¹ Dipartimento di Fisica, Università di Cagliari, Cittadella Universitaria, 09042 Monserrato, Italy
e-mail: asanna@dsf.unica.it
² Istituto Nazionale di Fisica Nucleare (INFN), Sezione di Cagliari, Cittadella Universitaria, 09042 Monserrato, Italy
³ Dipartimento di Fisica, Università di Torino, Via P. Giuria 1, 10125 Torino, Italy
e-mail: titos.matsakos@gmail.com; antonaldo.diaferio@unito.it
⁴ Istituto Nazionale di Fisica Nucleare (INFN), Sezione di Torino, Via P. Giuria 1, 10125 Torino, Italy

Received: 15 March 2022
Accepted: 17 April 2023

Abstract

We propose a covariant formulation of refracted gravity (RG), which is a classical theory of gravity based on the introduction of gravitational permittivity – a monotonic function of the local mass density – in the standard Poisson equation.
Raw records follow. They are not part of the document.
//! Scenario tests over the whole search.

use crate::common::* ;
use crate::concept::{
  Concept, ConceptSet, Fact, Factory, Gen, PredList, Pred, TablePred
} ;
use crate::data::Table ;
use crate::facade::Facade ;
use crate::optim::{ optimize_final, special_candidates } ;
use crate::parallel::{ merge, Partial, Sequential, Threaded } ;
use crate::store::{ ConceptStore, Flavor, StoreConf } ;

/// Positive iff both coordinates are at most `2`.
static square: & str = "\
x y class
1 1 +
2 1 +
1 2 +
2 2 +
3 1 -
1 3 -
3 3 -
4 2 -
" ;

macro_rules! run {
  ($f:expr) => (
    if let Err(e) = $f {
      println!("Error:") ;
      for e in e.iter() {
        let mut pref = "> " ;
        for line in format!("{}", e).lines() {
          println!("{}{}", pref, line) ;
          pref = "  "
        }
      }
      panic!("failure")
    }
  ) ;
}

fn store(fact: & Fact, flavor: Flavor, seed: u64) -> ConceptStore {
  let store_conf = StoreConf::of_learn_conf( & LearnConf::default() ) ;
  ConceptStore::new(
    flavor, fact.clone(), store_conf, 0.0, 1.0, mk_rng(seed, false)
  )
}

/// Random predicates over `pos_count` positives and `neg_count` negatives.
fn random_preds(
  pos_count: usize, neg_count: usize, count: usize, rng: & mut Rand
) -> Vec<Pred> {
  (0 .. count).map(
    |n| {
      let pos: IdxSet = (0 .. pos_count).filter(
        |_| rng.gen_bool(0.4)
      ).collect() ;
      let neg: IdxSet = (0 .. neg_count).filter(
        |_| rng.gen_bool(0.3)
      ).collect() ;
      let cmpl = rng.gen_range(1.0 .. 3.0) ;
      TablePred::new( format!("p_{}", n), cmpl, pos, neg ).share()
    }
  ).collect()
}

/// Random table over two attributes.
fn random_table(rng: & mut Rand, count: usize) -> Table {
  let mut text = "x y class\n".to_string() ;
  for _ in 0 .. count {
    let (x, y) = ( rng.gen_range(0 .. 6), rng.gen_range(0 .. 6) ) ;
    let class = if rng.gen_bool(0.5) { "+" } else { "-" } ;
    text.push_str( & format!("{} {} {}\n", x, y, class) )
  }
  // At least one example of each class.
  text.push_str("0 0 +\n5 5 -\n") ;
  match Table::of_str(& text) {
    Ok(table) => table,
    Err(e) => panic!("illegal random table:\n{}", e),
  }
}

fn facade_of(
  table: & Table, lconf: LearnConf, threaded: bool
) -> Res<Facade> {
  let fact = Factory::new(table) ;
  let gens: Vec<Gen> = vec![ Arc::new( table.pred_gen() ) ] ;
  if threaded {
    Facade::with_executor( fact, gens, lconf, Box::new(Threaded) )
  } else {
    Facade::with_executor( fact, gens, lconf, Box::new(Sequential) )
  }
}


#[test]
fn necessity_of_specialized_concepts() {
  let fact = Factory::of_counts(5, 5) ;
  let lit = |name: & str, pos: & [usize]| fact.lit(
    TablePred::new(
      name, 1.0, pos.iter().cloned().collect(), IdxSet::new()
    ).share(), false
  ) ;
  let (uno, dos, tres) = (
    lit("uno", & [0, 1, 2]), lit("dos", & [2, 3]), lit("tres", & [3, 4])
  ) ;
  let mut store = store(& fact, Flavor::Correct, 0) ;
  store.admit_all( vec![ uno.clone(), dos.clone(), tres.clone() ] ) ;

  let registry = store.special_pool().registry() ;
  registry.check().unwrap() ;
  let (zero_one, four): (IdxSet, IdxSet) = (
    vec![0, 1].into_iter().collect(), Some(4).into_iter().collect()
  ) ;
  assert_eq!( registry.exclusive(& uno), Some(& zero_one) ) ;
  assert_eq!( registry.exclusive(& tres), Some(& four) ) ;
  assert!( ! registry.is_necessary(& dos) ) ;
  assert_eq!( registry.non_necessary_subsets(), vec![ dos.clone() ] ) ;
  for idx in 0 .. 5 {
    let expected = if idx == 2 || idx == 3 { 2 } else { 1 } ;
    assert_eq!( registry.coverage(idx), expected )
  }
}

#[test]
fn necessity_partition_under_admissions() {
  let mut rng = mk_rng(11, false) ;
  for round in 0 .. 10 {
    let fact = Factory::of_counts(8, 4) ;
    let preds = random_preds(8, 4, 15, & mut rng) ;
    let mut store = store(& fact, Flavor::Correct, round) ;
    for pred in preds {
      store.admit_pred(pred, false) ;
      let registry = store.special_pool().registry() ;
      registry.check().unwrap() ;
      for idx in 0 .. 8 {
        let exclusive = store.special_concepts().into_iter().filter(
          |concept| registry.exclusive(concept).map(
            |elems| elems.contains(idx)
          ).unwrap_or(false)
        ).count() ;
        match registry.coverage(idx) {
          1 => assert_eq!( exclusive, 1 ),
          _ => assert_eq!( exclusive, 0 ),
        }
      }
    }
  }
}

#[test]
fn exclusive_literals_are_all_needed() {
  let fact = Factory::of_counts(3, 2) ;
  let lits: Vec<Concept> = (0 .. 3).map(
    |idx| {
      let pos: IdxSet = Some(idx).into_iter().collect() ;
      let pred = TablePred::new(
        format!("p_{}", idx), 1.0, pos, IdxSet::new()
      ).share() ;
      fact.lit(pred, false)
    }
  ).collect() ;
  for iters in 1 .. 5 {
    let mut store = store(& fact, Flavor::Correct, 7) ;
    store.admit_all( lits.iter().cloned() ) ;
    let formula = store.best_formula(iters, None) ;
    assert_eq!( formula.errors(), 0 ) ;
    assert!( formula.is_disj() ) ;
    assert_eq!( formula.sub_count(), 3 ) ;
    for lit in & lits {
      assert!( formula.sub_concepts().contains(lit) )
    }
  }
}

#[test]
fn admission_respects_flavors() {
  let mut rng = mk_rng(42, false) ;
  for round in 0 .. 10 {
    let fact = Factory::of_counts(6, 5) ;
    let preds = random_preds(6, 5, 12, & mut rng) ;
    for flavor in & Flavor::all() {
      let mut store = store(& fact, * flavor, round) ;
      store.regenerate_general(false) ;
      for pred in & preds {
        store.admit_pred( pred.clone(), false ) ;
        store.admit_pred( pred.clone(), true ) ;
      }
      for concept in store.special_concepts() {
        assert!( flavor.is_special(& concept) ) ;
        assert!( concept.is_meaningful() )
      }
      for concept in store.general_concepts() {
        assert!( ! flavor.is_special(& concept) )
      }
    }
  }
}

#[test]
fn admission_is_idempotent() {
  let mut rng = mk_rng(7, false) ;
  let fact = Factory::of_counts(6, 5) ;
  let preds = random_preds(6, 5, 10, & mut rng) ;
  for flavor in & Flavor::all() {
    let mut store = store(& fact, * flavor, 0) ;
    store.regenerate_general(false) ;
    for pred in & preds {
      store.admit_pred( pred.clone(), false ) ;
    }
    let (special, general) = ( store.special_count(), store.general_count() ) ;
    for pred in & preds {
      assert!( ! store.admit_pred( pred.clone(), false ) )
    }
    assert_eq!( store.special_count(), special ) ;
    assert_eq!( store.general_count(), general )
  }
}

#[test]
fn formulas_never_regress() {
  let mut rng = mk_rng(13, false) ;
  let lconf = LearnConf::default() ;
  for round in 0 .. 10 {
    let fact = Factory::of_counts(6, 5) ;
    let preds = random_preds(6, 5, 10, & mut rng) ;
    let gens: Vec<Gen> = vec![
      Arc::new( PredList::new(& * fact, preds.clone()) )
    ] ;
    for flavor in & Flavor::all() {
      let mut store = store(& fact, * flavor, round) ;
      for pred in & preds {
        store.admit_pred( pred.clone(), false ) ;
      }
      let known = store.best_formula(1, None) ;
      for iters in 1 .. 4 {
        let formula = store.best_formula( iters, Some(& known) ) ;
        assert!( ! known.is_better(& formula) )
      }
      let optimized = optimize_final(
        & store, special_candidates(& store, & gens), & known,
        & lconf, & mut rng
      ).unwrap() ;
      assert!( ! known.is_better(& optimized) )
    }
  }
}

#[test]
fn merging_random_partials() {
  let mut rng = mk_rng(3, false) ;
  let fact = Factory::of_counts(6, 5) ;
  let preds = random_preds(6, 5, 12, & mut rng) ;
  let mut store = store(& fact, Flavor::Correct, 0) ;
  for pred in & preds {
    store.admit_pred( pred.clone(), false ) ;
  }
  let concepts = store.special_concepts() ;

  for _ in 0 .. 20 {
    let mut partials = vec![] ;
    for _ in 0 .. rng.gen_range(1 .. 5) {
      let subs: Vec<Concept> = concepts.iter().filter(
        |_| rng.gen_bool(0.5)
      ).cloned().collect() ;
      let mut set = ConceptSet::new() ;
      for concept in & subs {
        set.insert( concept.clone() ) ;
      }
      partials.push(
        Partial::new( set, fact.disj(subs), rng.gen_bool(0.2) )
      )
    }
    let merged = match merge( partials.clone() ) {
      Some(merged) => merged,
      None => panic!("no merge result on non-empty partials"),
    } ;
    for partial in & partials {
      assert!( ! partial.formula.is_better(& merged.formula) ) ;
      for concept in partial.concepts.iter() {
        assert!( merged.concepts.contains(concept) )
      }
    }
    assert_eq!(
      merged.improvable, partials.iter().any(|partial| partial.improvable)
    )
  }
}

#[test]
fn sequential_and_threaded_on_square() {
  run!( sequential_and_threaded() )
}

fn sequential_and_threaded() -> Res<()> {
  let table = Table::of_str(square) ? ;
  for threaded in & [false, true] {
    let lconf = LearnConf { sub_problems: 3, .. LearnConf::default() } ;
    let mut facade = facade_of(& table, lconf, * threaded) ? ;
    let best = facade.learn(Target::Both) ? ;
    if best.errors() != 0 {
      bail!(
        "{} error(s) on a separable table ({})", best.errors(),
        if * threaded { "threaded" } else { "sequential" }
      )
    }
    assert!( facade.best_correct().is_correct() ) ;
    assert!( facade.best_complete().is_complete() )
  }
  Ok(())
}

#[test]
fn learning_on_random_tables_is_monotonic() {
  run!( monotonic() )
}

fn monotonic() -> Res<()> {
  let mut rng = mk_rng(99, false) ;
  for round in 0 .. 4 {
    let table = random_table(& mut rng, 8) ;
    let lconf = LearnConf {
      overall_iters: 1, seed: round, .. LearnConf::default()
    } ;
    let mut facade = facade_of(& table, lconf, false) ? ;
    let fact = facade.factory().clone() ;
    let mut correct = Flavor::Correct.empty_formula(& fact) ;
    let mut complete = Flavor::Complete.empty_formula(& fact) ;
    for _ in 0 .. 3 {
      facade.learn(Target::Both) ? ;
      if correct.is_better( facade.best_correct() ) {
        bail!("best correct formula regressed")
      }
      if complete.is_better( facade.best_complete() ) {
        bail!("best complete formula regressed")
      }
      correct = facade.best_correct().clone() ;
      complete = facade.best_complete().clone()
    }
  }
  Ok(())
}
//! Entry point for the binary.

extern crate lascer ;

use lascer::common::* ;

fn main() {
  // Work and report error if any.
  if let Err(errs) = ::lascer::work() {
    print_err(& errs) ;
    ::std::process::exit(2)
  } else {
    ::std::process::exit(0)
  }
}
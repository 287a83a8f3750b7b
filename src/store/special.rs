//! Specialized side of a store: quality of the handling of the target
//! examples, and formula selection.

use crate::common::* ;
use crate::concept::Concept ;
use crate::cover::{ Subset, CostModel, Problem } ;

use super::ConceptStore ;

impl ConceptStore {
  /// Quality of the handling of each target index by the specialized pool.
  ///
  /// Each specialized concept adds `max / complexity` to the quality of the
  /// indices it handles, `max` being the highest complexity in the pool.
  pub fn special_quality(& self) -> Vec<f64> {
    let mut quality = vec![ 0.0 ; self.flavor.target_count(& self.fact) ] ;
    let max = self.special.concepts().map(
      |concept| concept.complexity()
    ).fold(0.0, f64::max) ;
    for (concept, subset) in self.special.iter() {
      let inc = quot( max, concept.complexity() ) ;
      for idx in subset.elems.iter() {
        if let Some(q) = quality.get_mut(idx) {
          * q += inc
        }
      }
    }
    quality
  }

  /// Subsets of the specialized pool, with the concepts of `known` added if
  /// not already there.
  ///
  /// Returns the concepts, their subsets, and the indices of the concepts
  /// of `known`.
  fn special_family(
    & self, known: Option<& Concept>
  ) -> (Vec<Concept>, Vec<Subset>, Option< Vec<usize> >) {
    let mut concepts = Vec::with_capacity( self.special.len() ) ;
    let mut subsets = Vec::with_capacity( self.special.len() ) ;
    for (concept, subset) in self.special.iter() {
      concepts.push( concept.clone() ) ;
      subsets.push( subset.clone() )
    }
    let known = known.map(
      |known| known.sub_concepts().iter().map(
        |sub| if let Some(idx) = concepts.iter().position(|c| c == sub) {
          idx
        } else {
          concepts.push( sub.clone() ) ;
          subsets.push( self.special_subset(sub) ) ;
          concepts.len() - 1
        }
      ).collect()
    ) ;
    (concepts, subsets, known)
  }

  /// Best formula over the specialized pool.
  ///
  /// Covers as much of the target as the specialized pool handles, with
  /// local optimizations. Never worse than `known`, if any.
  pub fn best_formula(
    & mut self, iters: usize, known: Option<& Concept>
  ) -> Concept {
    let (concepts, subsets, known_idxs) = self.special_family(known) ;
    let mut target = IdxSet::new() ;
    for subset in & subsets {
      target.union_with(& subset.elems)
    }

    let model = CostModel::Sum ;
    let problem = Problem::new(& subsets, target, & model)
      .optimize(true)
      .enhanced( self.conf.enhanced() ) ;

    let formula = match problem.solve(
      iters, known_idxs.as_ref().map(|idxs| & idxs[..]), & mut self.rng
    ) {
      Some(cover) => self.fact.combine(
        self.flavor.formula_is_conj(),
        cover.into_iter().map(|idx| concepts[idx].clone()).collect()
      ),
      None => self.flavor.empty_formula(& self.fact),
    } ;

    match known {
      Some(known) if ! formula.is_better(known) => known.clone(),
      _ => formula,
    }
  }
}


#[cfg(test)]
mod test {
  use crate::store::test::* ;

  #[test]
  fn quality() {
    let (fact, preds) = sample() ;
    let mut store = store(& fact, Flavor::Correct, -1, -1) ;
    // `a` covers positives 0 and 1, correct, complexity 1.
    assert!( store.admit_pred( preds["a"].clone(), false ) ) ;
    // `b` covers positive 2, correct, complexity 2.
    assert!( store.admit_pred( preds["b"].clone(), false ) ) ;
    let quality = store.special_quality() ;
    assert_eq!( quality, vec![2.0, 2.0, 1.0, 0.0] )
  }

  #[test]
  fn formula_covers_what_can_be() {
    let (fact, preds) = sample() ;
    let mut store = store(& fact, Flavor::Correct, -1, -1) ;
    let empty = store.best_formula(3, None) ;
    assert_eq!( empty, fact.empty_disj() ) ;

    store.admit_pred( preds["a"].clone(), false ) ;
    store.admit_pred( preds["b"].clone(), false ) ;
    let formula = store.best_formula(3, None) ;
    assert!( formula.is_correct() ) ;
    assert_eq!( formula.wrong_pos().len(), 1 ) ;
    assert_eq!( formula.sub_count(), 2 ) ;

    // Not worse than a known formula.
    let again = store.best_formula(3, Some(& formula)) ;
    assert!( ! formula.is_better(& again) )
  }

  #[test]
  fn complete_formulas_are_conjunctions() {
    let (fact, preds) = sample() ;
    let mut store = store(& fact, Flavor::Complete, -1, -1) ;
    // `!d` holds on all positives and excludes negative 0.
    assert!( store.admit_pred( preds["d"].clone(), true ) ) ;
    let formula = store.best_formula(3, None) ;
    assert!( formula.is_complete() ) ;
    assert!( formula.right_neg().contains(0) ) ;
    assert_eq!( formula.literal_count(), 1 )
  }
}
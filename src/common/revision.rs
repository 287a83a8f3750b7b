//! Stores the current revision.

/// The current revision.
pub const REVISION: Option<& str> = None ;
Gravitational permittivity mimics dark matter phenomenology. The covariant formulation of RG (CRG) that we propose belongs to the class of scalar-tensor theories, where the scalar field φ has a self-interaction potential 𝒱(φ) = − Ξφ, with Ξ being a normalization constant. We show that the scalar field is twice the gravitational permittivity in the weak-field limit. Far from a spherical source of density ρ_s(r), the transition between the Newtonian and the RG regime appears below the acceleration scale a_Ξ = (2Ξ − 8πGρ/φ)^1/2, with ρ = ρ_s + ρ_bg and ρ_bg being an isotropic and homogeneous background. In the limit 2Ξ ≫ 8πGρ/φ, we obtain a_Ξ ∼ 10⁻¹⁰ m s⁻². This acceleration is comparable to the acceleration a₀ originally introduced in MOdified Newtonian Dynamics (MOND). From CRG, we also derived the modified Friedmann equations for an expanding, homogeneous, and isotropic universe. We find that the same scalar field φ that mimics dark matter also drives the accelerated expansion of the Universe. From the stress-energy tensor of φ, we derived the equation of state of a redshift-dependent effective dark energy w_DE = p_DE/ρ_DE. Current observational constraints on w_DE and distance modulus data of type Ia supernovae suggest that Ξ has a comparable value to the cosmological constant Λ in the standard model. Since Ξ also plays the same role of Λ, CRG suggests a natural explanation of the known relation a₀ ∼ Λ^1/2. CRG thus appears to describe both the dynamics of cosmic structure and the expanding Universe with a single scalar field, and it falls within the family of models that unify the two dark sectors, highlighting a possible deep connection between phenomena currently attributed to dark matter and dark energy separately.